── Data to process ──

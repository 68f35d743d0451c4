//! # Documentation Generator
//!
//! Renders Markdown from documentation blocks embedded in source text.
//!
//! A block is a `/** … **/` comment whose lines carry `@tag value` headers,
//! followed by the code it documents (everything up to the next comment):
//!
//! ```text
//! /**
//!  * @name Identity function
//!  * @type function
//!  * @description
//!  * Returns its argument, i.e. $f(x) = x$.
//!  **/
//! pub fn id<A>(x: A) -> A { x }
//! ```
//!
//! Recognised tags: `name`, `type`, `introduction`, `description`,
//! `example` and `nodoc`. Inline TeX (`$…$`) in the introduction and the
//! description becomes a rendered-formula image link.

use std::collections::BTreeMap;
use std::fs;
use std::path::{Path, PathBuf};

use log::info;
use once_cell::sync::Lazy;
use regex::{Captures, Regex};
use thiserror::Error;

static BLOCK: Lazy<Regex> = Lazy::new(|| {
    Regex::new(r"/\*\*((?:[^*]|\*[^*]|\*\*[^/])*)\*\*/((?:[^/]|/[^*]|/\*[^*])*)")
        .expect("block pattern is valid")
});

static HEADER: Lazy<Regex> =
    Lazy::new(|| Regex::new(r"@([a-z]+)([^@]*)").expect("header pattern is valid"));

static TEX: Lazy<Regex> =
    Lazy::new(|| Regex::new(r"\$((?:[^$\\]|\\\$|\\)*)\$").expect("tex pattern is valid"));

const FORMULA_URL: &str = "http://latex.codecogs.com/png.latex?";

#[derive(Debug, Error)]
pub enum DocError {
    #[error("cannot read {path}: {source}")]
    Read {
        path: PathBuf,
        #[source]
        source: std::io::Error,
    },

    #[error("cannot write {path}: {source}")]
    Write {
        path: PathBuf,
        #[source]
        source: std::io::Error,
    },
}

/// One documentation comment and the code after it.
#[derive(Debug, Clone, PartialEq, Default)]
pub struct DocBlock {
    pub header: BTreeMap<String, String>,
    pub body: String,
}

impl DocBlock {
    pub fn tag(&self, name: &str) -> Option<&str> {
        self.header.get(name).map(String::as_str)
    }

    fn is_module(&self) -> bool {
        self.tag("type") == Some("module")
    }
}

pub fn parse_blocks(text: &str) -> Vec<DocBlock> {
    BLOCK
        .captures_iter(text)
        .map(|block| DocBlock {
            header: parse_header(&block[1]),
            body: block[2].trim().to_string(),
        })
        .collect()
}

fn parse_header(text: &str) -> BTreeMap<String, String> {
    let clean = text
        .lines()
        .map(|line| line.replacen('*', "", 1).trim().to_string())
        .collect::<Vec<_>>()
        .join("\n");

    HEADER
        .captures_iter(&clean)
        .map(|tag| {
            let name = tag[1].to_string();
            let mut value = tag[2].trim().to_string();
            if name == "introduction" || name == "description" {
                value = render_tex(&value);
            }
            if name == "introduction" {
                value = format!("> {}", value.replace('\n', "\n> "));
            }
            (name, value)
        })
        .collect()
}

fn render_tex(text: &str) -> String {
    TEX.replace_all(text, |formula: &Captures| {
        let content = &formula[1];
        format!(
            "![${}$]({FORMULA_URL}{}) ",
            content.replace('\n', ""),
            encode_formula(content)
        )
    })
    .into_owned()
}

/// Percent-encodes a formula, leaving `!'()*` readable in the URL.
fn encode_formula(formula: &str) -> String {
    const KEPT: [(&str, &str); 5] = [
        ("%21", "!"),
        ("%27", "'"),
        ("%28", "("),
        ("%29", ")"),
        ("%2A", "*"),
    ];

    KEPT.iter()
        .fold(urlencoding::encode(formula).into_owned(), |url, (escaped, raw)| {
            url.replace(escaped, raw)
        })
}

/// Markdown for every block of `text` not marked `@nodoc`.
pub fn render_markdown(text: &str) -> String {
    let mut md = String::new();

    for (i, block) in parse_blocks(text).iter().enumerate() {
        if block.header.contains_key("nodoc") {
            continue;
        }
        let module_header = i == 0 && block.is_module();

        if let Some(name) = block.tag("name") {
            let level = if module_header { "#" } else { "###" };
            md.push_str(&format!("\n{level} {name}\n"));
        }
        if let Some(introduction) = block.tag("introduction") {
            md.push_str(&format!("{introduction}\n\n"));
        }
        if let Some(description) = block.tag("description") {
            md.push_str(&format!("{description}\n"));
        }

        let code = if module_header {
            block.tag("example")
        } else {
            Some(block.body.as_str())
        };
        if let Some(code) = code {
            md.push_str(&format!("```rust\n{code}\n```\n"));
        }
    }
    md
}

/// Renders the documentation of `input` into the Markdown file `output`.
pub fn render_file(input: &Path, output: &Path) -> Result<(), DocError> {
    let text = fs::read_to_string(input).map_err(|source| DocError::Read {
        path: input.to_path_buf(),
        source,
    })?;

    let markdown = render_markdown(&text);
    fs::write(output, &markdown).map_err(|source| DocError::Write {
        path: output.to_path_buf(),
        source,
    })?;

    info!("wrote {} ({} bytes)", output.display(), markdown.len());
    Ok(())
}
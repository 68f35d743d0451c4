//! Expression parsers for arithmetic
//!
//! Precedence, loosest first: `+ -`, then `* / %`, then unary `+ -`, then
//! `^ **`. Binary `+ - * / %` associate to the left. A power takes at most
//! one exponent, so `a^b^c` needs parentheses.

use std::rc::Rc;

use crate::lexer::Token;
use crate::parser::combinators::{Parser, many};
use crate::parser::state::TokenStream;

use super::literal::{comma, identifier, lparen, number, operator, rparen};
use super::{ExprHandler, HandlerError};

/// What every production yields: a handler value, or the first handler
/// error met while building it.
pub type Value<H> = Result<<H as ExprHandler>::Output, HandlerError>;

type ValueParser<H> = Parser<TokenStream, Value<H>>;

const ADDITIVE: &[&str] = &["+", "-"];
const MULTIPLICATIVE: &[&str] = &["*", "/", "%"];
const POWER: &[&str] = &["^", "**"];

/// Applies an operation unless one of its arguments already failed.
fn apply<H: ExprHandler>(handler: &H, name: &str, args: Vec<Value<H>>) -> Value<H> {
    let args = args.into_iter().collect::<Result<Vec<_>, _>>()?;
    handler.from_operation(name, args)
}

/// expression := term (("+" | "-") term)*
pub fn expression<H: ExprHandler + 'static>(handler: Rc<H>) -> ValueParser<H> {
    let h = Rc::clone(&handler);
    term(handler).bind(move |first| chain(Rc::clone(&h), ADDITIVE, term::<H>, first))
}

/// term := factor (("*" | "/" | "%") factor)*
fn term<H: ExprHandler + 'static>(handler: Rc<H>) -> ValueParser<H> {
    let h = Rc::clone(&handler);
    factor(handler).bind(move |first| chain(Rc::clone(&h), MULTIPLICATIVE, factor::<H>, first))
}

/// Left-associative tail of `expression` and `term`: folds each
/// `operator operand` pair into `acc` until no operator follows.
fn chain<H: ExprHandler + 'static>(
    handler: Rc<H>,
    operators: &'static [&'static str],
    operand: fn(Rc<H>) -> ValueParser<H>,
    acc: Value<H>,
) -> ValueParser<H> {
    let done = Parser::pure(acc.clone());

    let step = operator(operators).bind(move |op: Token| {
        let handler = Rc::clone(&handler);
        let acc = acc.clone();
        operand(Rc::clone(&handler)).bind(move |next| {
            let folded = apply(&*handler, &op.text, vec![acc.clone(), next]);
            chain(Rc::clone(&handler), operators, operand, folded)
        })
    });

    step | done
}

/// factor := ("+" | "-") factor
///         | base (("^" | "**") base)?
fn factor<H: ExprHandler + 'static>(handler: Rc<H>) -> ValueParser<H> {
    let h = Rc::clone(&handler);
    let unary = operator(ADDITIVE).bind(move |op: Token| {
        let handler = Rc::clone(&h);
        factor(Rc::clone(&h)).map(move |value| apply(&*handler, &op.text, vec![value]))
    });

    let h = Rc::clone(&handler);
    let power = base(handler).bind(move |lhs| {
        let handler = Rc::clone(&h);
        let done = Parser::pure(lhs.clone());

        let exponent = operator(POWER).bind(move |op: Token| {
            let handler = Rc::clone(&handler);
            let lhs = lhs.clone();
            base(Rc::clone(&handler))
                .map(move |rhs| apply(&*handler, &op.text, vec![lhs.clone(), rhs]))
        });

        exponent | done
    });

    unary | power
}

/// base := number
///       | "(" expression ")"
///       | identifier "(" expression ("," expression)* ")"
///       | identifier
fn base<H: ExprHandler + 'static>(handler: Rc<H>) -> ValueParser<H> {
    let h = Rc::clone(&handler);
    let literal = number().map(move |n| -> Value<H> { Ok(h.from_number(n)) });

    let h = Rc::clone(&handler);
    let grouped = lparen() * Parser::lazy(move || expression(Rc::clone(&h))) - rparen();

    let h = Rc::clone(&handler);
    let call = identifier().bind(move |id: Token| {
        let handler = Rc::clone(&h);
        let args = lparen() * arguments(Rc::clone(&h)) - rparen();
        args.map(move |args| apply(&*handler, &id.text, args))
    });

    let bare = identifier().map(move |id: Token| apply(&*handler, &id.text, Vec::new()));

    literal | grouped | call | bare
}

/// arguments := expression ("," expression)*
fn arguments<H: ExprHandler + 'static>(handler: Rc<H>) -> Parser<TokenStream, Vec<Value<H>>> {
    let first = expression(Rc::clone(&handler));
    let rest = many(comma() * expression(handler));

    (first + rest).map(|(first, mut rest)| {
        rest.insert(0, first);
        rest
    })
}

───

_Goal of the exercise_. When the word "args" shows up in a line of the entries, report that line.

_Exercise response_.
fn apply<H: ExprHandler>(handler: &H, name: &str, args: Vec<Value<H>>) -> Value<H> {
    let args = args.into_iter().collect::<Result<Vec<_>, _>>()?;
    handler.from_operation(name, args)
        let args = lparen() * arguments(Rc::clone(&h)) - rparen();
        args.map(move |args| apply(&*handler, &id.text, args))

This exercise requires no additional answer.